A grade of 2.0 or better in ENGL&101.

Quarters Offered
Winter,
Spring
Course Outcomes

Upon successful completion of the course, students should be able to demonstrate the following knowledge or skills:

  1. Read/analyze technical documents and define themes according to the style standards/expectations associated with various technical fields.
  2. Apply meta-analysis to completed texts in order to develop an awareness of stylistic choices made by technical writers.
  3. Further demonstrate writing skills introduced in 101 toward specific technical applications.
  4. Analyze and edit document design, vocabulary, style, and tone according to primary and secondary audience’s technical backgrounds and extend a reasoned opinion of a technical writing based upon a close reading of the text.
  5. Assess and articulate the capabilities and limitations of specific communication technologies (software, programs, apps, websites, tools, extensions, etc.) with regard to their usability and usefulness to a wide range of stakeholders and audiences.
  6. Demonstrate problem solving skills through use of rhetorical strategies aimed at effectively persuading a wide range of stakeholders/audiences and use these skills to develop plans to solve larger conceptual issues.
  7. Demonstrate an understanding of technical writing as a source of ideas and information that may be used toward varied purposes.
  8. Articulate their own place as participants in a particular discourse community.
  9. Develop and improve habits of lifetime literacy.
  10. Write, and apply the technical writing style to, specific types of documents (including: usability tests, white papers, memos, reports, project proposals, cover letters, and resumes) in order to exhibit clear critical thinking and understanding of the merits of technical writing.
  11. Use elements of visual design to effectively integrate screenshots, Gantt charts, tables, equations, and other visual representations of data into documents.
  12. Modulate tone and proofread syntax to demonstrate an awareness of audience and produce effective (honest, clear, accurate, accessible, concise, professional, correct, and reliable) written, visual, and verbal technical communications.
  13. Use library resources in application of industry-specific research skills in order to create a meaningful understanding and anticipation of potential pitfalls, constraints, and costs.
  14. Use technology to design documents, present information, submit professional materials (cover letters and resumes), and conduct virtual meetings.
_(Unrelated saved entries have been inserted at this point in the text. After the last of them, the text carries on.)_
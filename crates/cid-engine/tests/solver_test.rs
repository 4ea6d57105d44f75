//! Tests for the policy solver: matching scenarios, backward induction, determinism,
//! freezing, degenerate contexts, parallel evaluation.

use std::sync::Arc;

use cid_core::{Context, SolverConfig, SolverEvent};
use cid_cpd::{Distribution, PlaceholderCpd, TabularCpd};
use cid_engine::{CausalInfluenceDiagram, RecordingObserver};

const NONE: [&str; 0] = [];

fn coin(name: &str) -> Distribution {
    TabularCpd::new(name, 2, vec![vec![0.5], vec![0.5]], vec![], vec![])
        .unwrap()
        .into()
}

/// `U = 1` iff `D == X`, with evidence ordered `[X, D]`.
fn match_utility() -> Distribution {
    TabularCpd::new(
        "U",
        2,
        vec![vec![0.0, 1.0, 1.0, 0.0], vec![1.0, 0.0, 0.0, 1.0]],
        vec!["X".into(), "D".into()],
        vec![2, 2],
    )
    .unwrap()
    .into()
}

fn matching(observed: bool) -> CausalInfluenceDiagram {
    let mut edges = vec![("X", "U"), ("D", "U")];
    if observed {
        edges.push(("X", "D"));
    }
    let mut cid = CausalInfluenceDiagram::new(&edges, &["D"], &["U"]).unwrap();
    cid.add_distributions([
        coin("X"),
        PlaceholderCpd::new("D", 2).unwrap().into(),
        match_utility(),
    ])
    .unwrap();
    cid
}

/// `D1 -> D2 -> U` and `D1 -> U`, with `U = D1 + [D2 == D1]`.
fn two_stage() -> CausalInfluenceDiagram {
    let mut cid = CausalInfluenceDiagram::new(
        &[("D1", "D2"), ("D1", "U"), ("D2", "U")],
        &["D1", "D2"],
        &["U"],
    )
    .unwrap();
    cid.add_distributions([
        Distribution::from(PlaceholderCpd::new("D1", 2).unwrap()),
        PlaceholderCpd::new("D2", 2).unwrap().into(),
        TabularCpd::new(
            "U",
            3,
            vec![
                vec![0.0, 1.0, 0.0, 0.0],
                vec![1.0, 0.0, 1.0, 0.0],
                vec![0.0, 0.0, 0.0, 1.0],
            ],
            vec!["D1".into(), "D2".into()],
            vec![2, 2],
        )
        .unwrap()
        .into(),
    ])
    .unwrap();
    cid
}

// =============================================================================
// Matching scenarios
// =============================================================================

#[test]
fn unobserved_matching_ties_to_first_action() {
    let mut cid = matching(false);
    let policy = cid.solve().unwrap();
    let d = &policy["D"];
    assert!(d.evidence().is_empty());
    assert_eq!(d.values(), &[1.0, 0.0]);

    cid.impute_optimal_policy().unwrap();
    let eu = cid.expected_utility(&Context::new()).unwrap();
    assert!((eu - 0.5).abs() < 1e-12, "eu = {eu}");
}

#[test]
fn observed_matching_copies_observation() {
    let mut cid = matching(true);
    cid.impute_optimal_policy().unwrap();

    let d = cid.policy().remove("D").unwrap();
    assert_eq!(d.evidence(), &["X".to_string()]);
    for x in 0..2 {
        assert_eq!(d.deterministic_choice(d.column_index(&[x])), Some(x));
    }
    let eu = cid.expected_utility(&Context::new()).unwrap();
    assert!((eu - 1.0).abs() < 1e-12, "eu = {eu}");
}

#[test]
fn optimal_actions_reports_full_tie() {
    let cid = matching(false);
    assert_eq!(cid.optimal_actions("D", &Context::new()).unwrap(), vec![0, 1]);

    let observed = matching(true);
    let ctx = Context::new().with("X", 1);
    assert_eq!(observed.optimal_actions("D", &ctx).unwrap(), vec![1]);
}

// =============================================================================
// Backward induction
// =============================================================================

#[test]
fn later_decision_is_optimal_in_every_context() {
    let cid = two_stage();
    let policy = cid.solve().unwrap();

    let d2 = &policy["D2"];
    assert_eq!(d2.deterministic_choice(d2.column_index(&[0])), Some(0));
    assert_eq!(d2.deterministic_choice(d2.column_index(&[1])), Some(1));

    let d1 = &policy["D1"];
    assert_eq!(d1.deterministic_choice(0), Some(1));
}

#[test]
fn solved_two_stage_reaches_best_utility() {
    let mut cid = two_stage();
    cid.impute_optimal_policy().unwrap();
    assert!(cid.is_solved());
    let eu = cid.expected_utility(&Context::new()).unwrap();
    assert!((eu - 2.0).abs() < 1e-12, "eu = {eu}");

    // Off the equilibrium path D2 still best-responds. D1 is randomized first so that
    // D1=0 has positive probability.
    let mut off_path = cid.clone();
    off_path.impute_random_decision("D1").unwrap();
    let eu = off_path.expected_utility(&Context::new().with("D1", 0)).unwrap();
    assert!((eu - 1.0).abs() < 1e-12);
}

#[test]
fn subgame_perfect_rule_cannot_be_improved_per_context() {
    let mut cid = two_stage();
    cid.impute_optimal_policy().unwrap();
    let d2 = cid.policy()["D2"].clone();

    for d1 in 0..2 {
        let chosen = d2.deterministic_choice(d2.column_index(&[d1])).unwrap();
        let mut neutral = cid.clone();
        neutral.impute_random_policy().unwrap();
        let value = |a: usize| {
            neutral
                .expected_utility(&Context::new().with("D1", d1).with("D2", a))
                .unwrap()
        };
        for alternative in 0..2 {
            assert!(value(chosen) + 1e-12 >= value(alternative));
        }
    }
}

// =============================================================================
// Determinism and isolation
// =============================================================================

#[test]
fn solve_is_bit_identical_across_runs() {
    let cid = two_stage();
    let first = cid.solve().unwrap();
    let second = cid.solve().unwrap();
    assert_eq!(first, second);

    let rebuilt = two_stage().solve().unwrap();
    assert_eq!(first, rebuilt);
}

#[test]
fn solve_leaves_caller_model_untouched() {
    let cid = matching(true);
    let _ = cid.solve().unwrap();
    assert!(!cid.is_solved());
    assert!(matches!(
        cid.distribution("D"),
        Some(Distribution::Placeholder(_))
    ));
}

#[test]
fn failed_imputation_leaves_model_untouched() {
    let mut cid = CausalInfluenceDiagram::new(&[("X", "D"), ("D", "U")], &["D"], &["U"]).unwrap();
    cid.add_distributions([Distribution::from(PlaceholderCpd::new("D", 2).unwrap())])
        .unwrap();
    // X and U have no distributions, so the solver cannot size D's contexts.
    assert!(cid.impute_optimal_policy().is_err());
    assert!(matches!(
        cid.distribution("D"),
        Some(Distribution::Placeholder(_))
    ));
}

#[test]
fn parallel_contexts_match_sequential() {
    let sequential = matching(true).solve().unwrap();
    let config = SolverConfig {
        parallel_contexts: true,
        ..SolverConfig::default()
    };
    let parallel = matching(true).with_config(config).unwrap().solve().unwrap();
    assert_eq!(sequential, parallel);
}

// =============================================================================
// Freezing
// =============================================================================

#[test]
fn freezing_twice_changes_nothing() {
    let mut cid = matching(true);
    cid.impute_optimal_policy().unwrap();
    let before = cid.policy();

    cid.freeze_policy("D").unwrap();
    cid.freeze_policy("D").unwrap();
    assert_eq!(cid.policy(), before);
}

#[test]
fn freezing_placeholder_commits_uniform_table() {
    let mut cid = matching(true);
    cid.freeze_policy("D").unwrap();
    let policy = cid.policy();
    let d = &policy["D"];
    assert_eq!(d.evidence(), &["X".to_string()]);
    assert!(d.values().iter().all(|&p| (p - 0.5).abs() < 1e-12));
}

// =============================================================================
// Degenerate contexts
// =============================================================================

#[test]
fn impossible_context_marks_all_actions_optimal() {
    let observer = Arc::new(RecordingObserver::new());
    // X is always 0, so the context X=1 has probability zero.
    let mut cid = CausalInfluenceDiagram::new(&[("X", "D"), ("X", "U"), ("D", "U")], &["D"], &["U"])
        .unwrap()
        .with_observer(observer.clone());
    cid.add_distributions([
        Distribution::from(TabularCpd::new("X", 2, vec![vec![1.0], vec![0.0]], vec![], vec![]).unwrap()),
        PlaceholderCpd::new("D", 2).unwrap().into(),
        match_utility(),
    ])
    .unwrap();

    let policy = cid.solve().unwrap();
    let d = &policy["D"];
    assert_eq!(d.deterministic_choice(d.column_index(&[0])), Some(0));
    assert_eq!(d.deterministic_choice(d.column_index(&[1])), Some(0));

    let events = observer.events();
    assert_eq!(events.len(), 1);
    assert_eq!(
        events[0],
        SolverEvent::AllActionsOptimal {
            decision: "D".into(),
            context: Context::new().with("X", 1),
        }
    );
}

/// `X` has eight states but is always 0; `D` sees `X`; `U` copies `D`.
fn mostly_impossible(parallel: bool, observer: Arc<RecordingObserver>) -> CausalInfluenceDiagram {
    let config = SolverConfig {
        parallel_contexts: parallel,
        ..SolverConfig::default()
    };
    let mut x = vec![vec![0.0]; 8];
    x[0][0] = 1.0;
    let mut cid = CausalInfluenceDiagram::new(&[("X", "D"), ("D", "U")], &["D"], &["U"])
        .unwrap()
        .with_config(config)
        .unwrap()
        .with_observer(observer);
    cid.add_distributions([
        Distribution::from(TabularCpd::new("X", 8, x, vec![], vec![]).unwrap()),
        PlaceholderCpd::new("D", 2).unwrap().into(),
        TabularCpd::new("U", 2, vec![vec![1.0, 0.0], vec![0.0, 1.0]], vec!["D".into()], vec![2])
            .unwrap()
            .into(),
    ])
    .unwrap();
    cid
}

#[test]
fn degenerate_context_events_follow_context_order() {
    let expected: Vec<SolverEvent> = (1..8)
        .map(|x| SolverEvent::AllActionsOptimal {
            decision: "D".into(),
            context: Context::new().with("X", x),
        })
        .collect();

    for parallel in [false, true] {
        let observer = Arc::new(RecordingObserver::new());
        let policy = mostly_impossible(parallel, observer.clone()).solve().unwrap();
        assert_eq!(observer.events(), expected, "parallel = {parallel}");

        let d = &policy["D"];
        assert_eq!(d.deterministic_choice(d.column_index(&[0])), Some(1));
        for x in 1..8 {
            assert_eq!(d.deterministic_choice(d.column_index(&[x])), Some(0));
        }
    }
}

#[test]
fn no_utilities_means_every_action_ties() {
    let mut cid = CausalInfluenceDiagram::new(&[("X", "D")], &["D"], &NONE).unwrap();
    cid.add_distributions([coin("X"), PlaceholderCpd::new("D", 3).unwrap().into()])
        .unwrap();
    let policy = cid.solve().unwrap();
    let d = &policy["D"];
    assert_eq!(d.deterministic_choice(0), Some(0));
    assert_eq!(d.deterministic_choice(1), Some(0));
    assert_eq!(cid.expected_utility(&Context::new()).unwrap(), 0.0);
}

#[test]
fn tie_tolerance_absorbs_small_differences() {
    // U favours D=1 by 1e-6 of probability mass.
    let build = |tolerance: f64| {
        let config = SolverConfig {
            tie_tolerance: tolerance,
            ..SolverConfig::default()
        };
        let mut cid = CausalInfluenceDiagram::new(&[("D", "U")], &["D"], &["U"])
            .unwrap()
            .with_config(config)
            .unwrap();
        cid.add_distributions([
            Distribution::from(PlaceholderCpd::new("D", 2).unwrap()),
            TabularCpd::new(
                "U",
                2,
                vec![vec![0.5, 0.5 - 1e-6], vec![0.5, 0.5 + 1e-6]],
                vec!["D".into()],
                vec![2],
            )
            .unwrap()
            .into(),
        ])
        .unwrap();
        cid
    };

    let strict = build(1e-9).solve().unwrap();
    assert_eq!(strict["D"].deterministic_choice(0), Some(1));

    let loose = build(1e-3).solve().unwrap();
    assert_eq!(loose["D"].deterministic_choice(0), Some(0));
}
Build and maintain a professional web presence.
  15. Demonstrate an understanding of and ability to apply common technical terminology.
  16. Demonstrate the ability to understand and formally respond to formal writings on technical documents.
Institutional Outcomes

IO1 Communication: Students will be able to communicate clearly and effectively.
IO3 Human Relations/Workplace Skills: Students will be able to demonstrate teamwork, ethics, appropriate safety awareness and/or workplace specific skills.

Course Content Outline

Major Writing Products Must Include:

  1. Field-Based Audience Awareness Assignment Students begin with a completed document written for a specific audience and rewrite it for an audience in a different field. This assignment can be tailored to specific cohorts, or to the technical specializations of individual students in the class.
  2. Ethics/Objectivity Assignment Students examine a piece of writing which contains subjective content, analyze areas which show bias or lack objectivity, and revise the piece of writing so that it reflects an objective point of view.
  3. Gantt Chart + Corresponding Proposal Memo Students break down the tasks needed to complete an assigned project and create a Gantt Chart in Microsoft Excel using the basic elements of information design, then type up a professional memo to their hypothetical boss explaining their decision making process that went into the Gantt Chart.
  4. User Guide to New Technology (Process Analysis) Students create an instruction manual to explain how to use a new tool, add-on, app, or program for non-industry experts. Incorporates at least 2 visual elements.
  5. Project Proposal (White Paper) Students work in teams of 2 or 3 to research a project of interest and then write a white paper explaining the problem with the status quo, how that problem came about and how their project would address those causes. Each team member writes their own independent white papers that are significantly different from their teammates’ and that demonstrate original ideas.
  6. Report Students write a factual, accurate and thorough report describing a safety, law enforcement or other observable incident.
  7. Professional Portfolio (Cover Letter, Resume, and LinkedIn Profile) Students compose a detailed, organized cover letter for an internship or scholarship they are actively applying for along with a thorough resume catered specifically to the internship or scholarship. Students also open a LinkedIn account and build a professional-looking profile page.
Department Guidelines

PO5 should be assessed: Students will be able to solve problems by gathering, interpreting, combining and/or applying information from multiple sources.